The Jane Austen Book Club

Coincidentally opening here on the same day as movies adapted from stories by popular living novelists - Maeve Binchy (How About…

Coincidentally opening here on the same day as movies adapted from stories by popular living novelists - Maeve Binchy (How About You) and Monica Ali (Brick Lane) - The Jane Austen Book Club throws together avid admirers of the English writer who died 190 years ago and whose six novels have proved a magnet for film producers.

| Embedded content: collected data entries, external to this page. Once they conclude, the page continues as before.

//! Core logging bootstrap and safety policy.
//!
//! # Responsibility
//! - Initialize file-based rolling logs exactly once per process.
//! - Emit stable, metadata-only diagnostic events from core.
//!
//! # Invariants
//! - Logging init is idempotent for the same level and directory.
//! - Re-initialization with a conflicting level or directory is rejected.
//! - Initialization never panics.

use flexi_logger::{Cleanup, Criterion, FileSpec, Logger, LoggerHandle, Naming, WriteMode};
use log::info;
use once_cell::sync::OnceCell;
use std::path::{Path, PathBuf};

const LOG_FILE_BASENAME: &str = "taskmatrix";
const MAX_LOG_FILE_SIZE_BYTES: u64 = 10 * 1024 * 1024;
const MAX_LOG_FILES: usize = 5;

static LOGGING_STATE: OnceCell<LoggingState> = OnceCell::new();

struct LoggingState {
    level: &'static str,
    log_dir: PathBuf,
    _logger: LoggerHandle,
}

/// Initializes core logging with level and directory.
///
/// Returns `Ok(())` when logging is active, or a human-readable error string
/// when initialization fails.
///
/// # Errors
/// - Returns an error when `level` is unsupported.
/// - Returns an error when `log_dir` is empty, non-absolute, or cannot be
///   created.
/// - Returns an error when the logger backend fails to start or a previous
///   initialization used a conflicting configuration.
pub fn init_logging(level: &str, log_dir: &str) -> Result<(), String> {
    let level = normalize_level(level)?;
    let log_dir = normalize_log_dir(log_dir)?;

    let state = LOGGING_STATE.get_or_try_init(|| start_logger(level, log_dir.clone()))?;

    if state.log_dir != log_dir {
        return Err(format!(
            "logging already initialized at `{}`; refusing to switch to `{}`",
            state.log_dir.display(),
            log_dir.display()
        ));
    }
    if state.level != level {
        return Err(format!(
            "logging already initialized with level `{}`; refusing to switch to `{level}`",
            state.level
        ));
    }

    Ok(())
}

/// Returns active logging status metadata.
///
/// `None` when logging has not been initialized, `(level, log_dir)` when it
/// is active.
pub fn logging_status() -> Option<(&'static str, PathBuf)> {
    LOGGING_STATE
        .get()
        .map(|state| (state.level, state.log_dir.clone()))
}

/// Returns the default log level for the current build mode.
pub fn default_log_level() -> &'static str {
    if cfg!(debug_assertions) {
        "debug"
    } else {
        "info"
    }
}

fn start_logger(level: &'static str, log_dir: PathBuf) -> Result<LoggingState, String> {
    std::fs::create_dir_all(&log_dir).map_err(|err| {
        format!(
            "failed to create log directory `{}`: {err}",
            log_dir.display()
        )
    })?;

    let logger = Logger::try_with_str(level)
        .map_err(|err| format!("invalid log level `{level}`: {err}"))?
        .log_to_file(
            FileSpec::default()
                .directory(log_dir.as_path())
                .basename(LOG_FILE_BASENAME),
        )
        .rotate(
            Criterion::Size(MAX_LOG_FILE_SIZE_BYTES),
            Naming::Numbers,
            Cleanup::KeepLogFiles(MAX_LOG_FILES),
        )
        .write_mode(WriteMode::BufferAndFlush)
        .append()
        .format_for_files(flexi_logger::detailed_format)
        .start()
        .map_err(|err| format!("failed to start logger: {err}"))?;

    info!(
        "event=core_init module=core status=ok level={level} log_dir={} version={}",
        log_dir.display(),
        env!("CARGO_PKG_VERSION")
    );

    Ok(LoggingState {
        level,
        log_dir,
        _logger: logger,
    })
}

fn normalize_level(level: &str) -> Result<&'static str, String> {
    match level.trim().to_ascii_lowercase().as_str() {
        "trace" => Ok("trace"),
        "debug" => Ok("debug"),
        "info" => Ok("info"),
        "warn" | "warning" => Ok("warn"),
        "error" => Ok("error"),
        other => Err(format!(
            "unsupported log level `{other}`; expected trace|debug|info|warn|error"
        )),
    }
}

fn normalize_log_dir(log_dir: &str) -> Result<PathBuf, String> {
    let trimmed = log_dir.trim();
    if trimmed.is_empty() {
        return Err("log_dir cannot be empty".to_string());
    }
    let path = Path::new(trimmed);
    if !path.is_absolute() {
        return Err(format!("log_dir must be an absolute path, got `{trimmed}`"));
    }
    Ok(path.to_path_buf())
}

#[cfg(test)]
mod tests {
    use super::{init_logging, logging_status, normalize_level, normalize_log_dir};
    use std::path::PathBuf;
    use std::time::{SystemTime, UNIX_EPOCH};

    fn unique_temp_dir(suffix: &str) -> PathBuf {
        let nanos = SystemTime::now()
            .duration_since(UNIX_EPOCH)
            .expect("system time should be after unix epoch")
            .as_nanos();
        std::env::temp_dir().join(format!(
            "taskmatrix-logging-{suffix}-{}-{nanos}",
            std::process::id()
        ))
    }

    #[test]
    fn normalize_level_accepts_known_values() {
        assert_eq!(
            normalize_level("INFO").expect("INFO should normalize"),
            "info"
        );
        assert_eq!(
            normalize_level(" warning ").expect("warning should normalize"),
            "warn"
        );
        assert!(normalize_level("loud").is_err());
    }

    #[test]
    fn normalize_log_dir_rejects_relative_path() {
        let error = normalize_log_dir("logs/dev").expect_err("relative paths must be rejected");
        assert!(error.contains("absolute"));
    }

    #[test]
    fn init_logging_is_idempotent_for_same_config_and_rejects_conflicts() {
        let log_dir = unique_temp_dir("idempotent");
        let log_dir_str = log_dir
            .to_str()
            .expect("temp dir should be valid UTF-8")
            .to_string();
        let second_dir = unique_temp_dir("different");
        let second_dir_str = second_dir
            .to_str()
            .expect("temp dir should be valid UTF-8")
            .to_string();

        init_logging("info", &log_dir_str).expect("first init should succeed");
        init_logging("info", &log_dir_str).expect("same config should be idempotent");

        let level_error =
            init_logging("debug", &log_dir_str).expect_err("level conflict should fail");
        assert!(level_error.contains("refusing to switch"));

        let dir_error =
            init_logging("info", &second_dir_str).expect_err("directory conflict should fail");
        assert!(dir_error.contains("refusing to switch"));

        let (active_level, active_dir) = logging_status().expect("logging should be active");
        assert_eq!(active_level, "info");
        assert_eq!(active_dir, log_dir);
    }
}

Set in Sacramento, California, the film assembles six characters (one for each Austen novel) in a book club that becomes a support group for them. Five are women dealing with personal problems: a six-time divorcee (Kathy Baker); a librarian (Amy Brenneman) whose husband (Jimmy Smits) leaves her after 32 years; their lesbian daughter (Maggie Grace), who's in a difficult relationship; a dog breeder (Maria Bello) who leads a lonely life; and a prim teacher (Emily Blunt) unhappily married to a football fanatic who thinks Austen is the capital of Texas.

The token male (Hugh Dancy) in the book club is a perky young computers expert who knows little more about Austen and prefers science fiction.

Whatever initial promise the screenplay shows is soon squandered in a succession of unlikely narrative contrivances, as the women are guided through life by asking themselves, "What would Jane do?" - which is even heavy- handedly spelled out on a traffic signal when the teacher is about to embark on an affair with a student (Kevin Zegers).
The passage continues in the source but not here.